Ela ia abrir a porta mas parou. Sentia dor.
Parou. Respirou.
Esperou e rezou.
Rezou devagar como se cantasse um mantra, “Ave Maria, cheia de…”.
A dor passou, ela abriu a porta.
Ele não estava.
Claro.
A sala de estar continuava a zorra de sempre.
A zorra era tão normal que ela o chamava de Zorro. E suspeitava que ele tinha uma vida dupla, que saía mascarado pela rua pelas noites, pelos bares, pelas pernas. Olhou para a direita.
Senhor.
Sentiu um tremor; a porta do quarto dele estava fechada.
“Oi!”
Ela deu um salto.
Era o irmão do Zorro, o Zorrito.
“Tudo bem? Que quieta, nem te ouvi entrar…”
Ela sorriu, fingiu estar bem e abriu a porta do quarto do Zorro.

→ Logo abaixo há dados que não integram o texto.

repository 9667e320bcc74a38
pub mod postgres_connection;
pub mod schema;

A cama desfeita, roupas para todo lado, a porta para a varanda aberta, o sol entrava.
“Cadê o seu irmão?”
“Não sei. Pensei que estivesse aqui.”
“Liguei para ele seis vezes e nada.”
O irmão ligou para o Zorro. Sem sucesso.
“São 2 da tarde, ele não voltou para casa?”
“Não sei dizer, Dirce.”
“Estou preocupada.”
“Vou ligar para o Paulo, eles jantaram ontem.”
Ligou. Paulo não respondeu.
Sentaram, apreensivos.
A dor voltou.
“Vamos assistir ao The Office?”
“Vamos.” Ela reclinou a poltrona. A dor continuou.
Quando deram 8 da noite, eles ligaram para a delegacia.
“Se o fulano não voltar pela manhã, volte a nos chamar.”
Eram 8 e meia da noite quando Zorro voltou. Mascarado, com litros de cerveja. Ela suspirou. A dor passou. E terminou a noite jogando pôquer com Zorro e Zorrito.